Return only what lies between the first line of the entries and the line containing "Implemented for tuples", both lines included.

- **Records provided**:

= Beginning of Section =

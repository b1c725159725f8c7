//! Structural matching.
//!
//! A type opts into structural matching by implementing [`Structure`], which
//! exposes its fields as a list of references in declaration order. The
//! [`Destructure`] pattern then matches a list of sub-patterns against those
//! fields, left to right:
//!
//! - the subject matches when every sub-pattern matches its field, and the
//!   first failing field stops the check;
//! - extraction concatenates the extractions of all sub-patterns in order;
//! - fewer sub-patterns than fields match a prefix, the remaining fields are
//!   ignored.
//!
//! Supplying more sub-patterns than the subject has fields is a compile error.
//!
//! ```
//! use smatch::placeholders::{_x, _y};
//! use smatch::{ds, smatch};
//!
//! let record = (1_i32, "two", 3.0_f64);
//! let hit = smatch!(record,
//!     ds!(1, _x) => |name| name.len(),
//!     ds!(_x, _y) => |_, _| 0,
//! );
//! assert_eq!(hit, Ok(3));
//! ```

use crate::bindings::{cons, Append, Bindings};
use crate::exhaustive::{Coverage, Covered, Flag, Totality};
use crate::matcher::Matcher;

/// A type whose fields can be matched positionally.
///
/// `fields` returns a list of shared references, one per field, in
/// declaration order: `(&a, (&b, ()))` for two fields. Implemented for tuples
/// of up to 12 elements; `#[derive(Structure)]` implements it for structs.
///
/// # Example
///
/// ```
/// use smatch::Structure;
///
/// struct Pair {
///     left: i32,
///     right: String,
/// }
///
/// impl Structure for Pair {
///     type Fields<'s> = (&'s i32, (&'s String, ()))
///     where
///         Self: 's;
///
///     fn fields(&self) -> Self::Fields<'_> {
///         (&self.left, (&self.right, ()))
///     }
/// }
/// ```
pub trait Structure {
    type Fields<'s>
    where
        Self: 's;

    fn fields(&self) -> Self::Fields<'_>;
}

/// A list of sub-patterns applied to a list of field references `F`.
#[diagnostic::on_unimplemented(
    message = "patterns `{Self}` cannot be applied to fields `{F}`",
    label = "check the number and types of the sub-patterns",
    note = "a structural pattern may name at most as many sub-patterns as the subject has fields"
)]
pub trait FieldPatterns<'s, F> {
    type Bindings: Bindings;

    fn check_fields(&self, fields: F) -> bool;

    fn get_fields(&self, fields: F) -> Self::Bindings;
}

/// Terminates every sub-pattern list: matches whatever fields remain.
///
/// Not a pattern on its own.
#[derive(Clone, Copy, Debug, Default, PartialEq, Eq, Hash)]
pub struct Rest;

impl<F> FieldPatterns<'_, F> for Rest {
    type Bindings = ();

    #[inline]
    fn check_fields(&self, _fields: F) -> bool {
        true
    }

    #[inline]
    fn get_fields(&self, _fields: F) -> Self::Bindings {}
}

impl Totality for Rest {
    type Flag = Covered;
}

impl<'s, A, T, PH, PT> FieldPatterns<'s, (&'s A, T)> for (PH, PT)
where
    A: ?Sized + 's,
    PH: Matcher<'s, A>,
    PT: FieldPatterns<'s, T>,
    PH::Bindings: Append<PT::Bindings>,
    <PH::Bindings as Append<PT::Bindings>>::Output: Bindings,
{
    type Bindings = <PH::Bindings as Append<PT::Bindings>>::Output;

    #[inline]
    fn check_fields(&self, (head, tail): (&'s A, T)) -> bool {
        self.0.check(head) && self.1.check_fields(tail)
    }

    #[inline]
    fn get_fields(&self, (head, tail): (&'s A, T)) -> Self::Bindings {
        self.0.get(head).append(self.1.get_fields(tail))
    }
}

impl<PH: Totality, PT: Totality> Totality for (PH, PT) {
    type Flag = <PH::Flag as Flag>::And<PT::Flag>;
}

/// Structural pattern over a [`Structure`] subject.
///
/// Built with [`ds`] or [`ds!`](crate::ds!). Also usable wherever a
/// sub-pattern list is expected, such as the payload of a multi-field enum
/// variant.
#[derive(Clone, Copy, Debug, Default, PartialEq, Eq, Hash)]
pub struct Destructure<L>(L);

impl<L> Destructure<L> {
    /// Wrap an already built sub-pattern list ending in [`Rest`].
    #[inline]
    pub const fn new(patterns: L) -> Self {
        Destructure(patterns)
    }

    #[inline]
    pub fn into_inner(self) -> L {
        self.0
    }
}

impl<'s, S, L> Matcher<'s, S> for Destructure<L>
where
    S: Structure + ?Sized + 's,
    L: FieldPatterns<'s, S::Fields<'s>>,
{
    type Bindings = L::Bindings;

    #[inline]
    fn check(&self, subject: &'s S) -> bool {
        self.0.check_fields(subject.fields())
    }

    #[inline]
    fn get(&self, subject: &'s S) -> Self::Bindings {
        self.0.get_fields(subject.fields())
    }
}

impl<'s, F, L: FieldPatterns<'s, F>> FieldPatterns<'s, F> for Destructure<L> {
    type Bindings = L::Bindings;

    #[inline]
    fn check_fields(&self, fields: F) -> bool {
        self.0.check_fields(fields)
    }

    #[inline]
    fn get_fields(&self, fields: F) -> Self::Bindings {
        self.0.get_fields(fields)
    }
}

impl<L: Totality> Totality for Destructure<L> {
    type Flag = L::Flag;
}

impl<L: Totality> Coverage for Destructure<L> {
    type Cover = L::Flag;
}

/// Flat tuple of sub-patterns convertible into a list ending in [`Rest`].
pub trait IntoFieldPatterns {
    type Patterns;

    fn into_field_patterns(self) -> Self::Patterns;
}

/// Structural pattern from a flat tuple of sub-patterns.
///
/// `ds((p1, p2))` matches any [`Structure`] whose first field matches `p1`
/// and second matches `p2`. The [`ds!`](crate::ds!) macro spells the same
/// thing without the inner parentheses.
#[inline]
pub fn ds<T: IntoFieldPatterns>(patterns: T) -> Destructure<T::Patterns> {
    Destructure(patterns.into_field_patterns())
}

/// Structural pattern: `ds!(p1, p2, …)` is `ds((p1, p2, …))`.
#[macro_export]
macro_rules! ds {
    ($($pattern:expr),* $(,)?) => {
        $crate::ds(($($pattern,)*))
    };
}

// List spellings: `rest_list!(A B)` is `(A, (B, Rest))`, `ref_list!('s; A B)`
// is `(&'s A, (&'s B, ()))`.
macro_rules! rest_list {
    () => { Rest };
    ($head:ident $($tail:ident)*) => { ($head, rest_list!($($tail)*)) };
}

macro_rules! ref_list {
    ($s:lifetime;) => { () };
    ($s:lifetime; $head:ident $($tail:ident)*) => { (&$s $head, ref_list!($s; $($tail)*)) };
}

macro_rules! impl_tuple_structure {
    ($($ty:ident $var:ident),*) => {
        impl<$($ty),*> IntoFieldPatterns for ($($ty,)*) {
            type Patterns = rest_list!($($ty)*);

            #[inline]
            fn into_field_patterns(self) -> Self::Patterns {
                let ($($var,)*) = self;
                rest_list!($($var)*)
            }
        }

        impl_tuple_structure!(@structure $($ty $var),*);
    };
    (@structure) => {};
    (@structure $($ty:ident $var:ident),+) => {
        impl<$($ty),+> Structure for ($($ty,)+) {
            type Fields<'s> = ref_list!('s; $($ty)+) where Self: 's;

            #[inline]
            fn fields(&self) -> Self::Fields<'_> {
                let ($($var,)+) = self;
                cons!($($var)+)
            }
        }
    };
}

impl_tuple_structure!();
impl_tuple_structure!(A a);
impl_tuple_structure!(A a, B b);
impl_tuple_structure!(A a, B b, C c);
impl_tuple_structure!(A a, B b, C c, D d);
impl_tuple_structure!(A a, B b, C c, D d, E e);
impl_tuple_structure!(A a, B b, C c, D d, E e, F f);
impl_tuple_structure!(A a, B b, C c, D d, E e, F f, G g);
impl_tuple_structure!(A a, B b, C c, D d, E e, F f, G g, H h);
impl_tuple_structure!(A a, B b, C c, D d, E e, F f, G g, H h, I i);
impl_tuple_structure!(A a, B b, C c, D d, E e, F f, G g, H h, I i, J j);
impl_tuple_structure!(A a, B b, C c, D d, E e, F f, G g, H h, I i, J j, K k);
impl_tuple_structure!(A a, B b, C c, D d, E e, F f, G g, H h, I i, J j, K k, L l);

#[cfg(test)]
mod tests;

= End of Section =

- **Task response**:
repository b1c725159725f8c7
//! Structural matching.
//!
//! A type opts into structural matching by implementing [`Structure`], which
//! exposes its fields as a list of references in declaration order. The
//! [`Destructure`] pattern then matches a list of sub-patterns against those
//! fields, left to right:
//!
//! - the subject matches when every sub-pattern matches its field, and the
//!   first failing field stops the check;
//! - extraction concatenates the extractions of all sub-patterns in order;
//! - fewer sub-patterns than fields match a prefix, the remaining fields are
//!   ignored.
//!
//! Supplying more sub-patterns than the subject has fields is a compile error.
//!
//! ```
//! use smatch::placeholders::{_x, _y};
//! use smatch::{ds, smatch};
//!
//! let record = (1_i32, "two", 3.0_f64);
//! let hit = smatch!(record,
//!     ds!(1, _x) => |name| name.len(),
//!     ds!(_x, _y) => |_, _| 0,
//! );
//! assert_eq!(hit, Ok(3));
//! ```

use crate::bindings::{cons, Append, Bindings};
use crate::exhaustive::{Coverage, Covered, Flag, Totality};
use crate::matcher::Matcher;

/// A type whose fields can be matched positionally.
///
/// `fields` returns a list of shared references, one per field, in
/// declaration order: `(&a, (&b, ()))` for two fields. Implemented for tuples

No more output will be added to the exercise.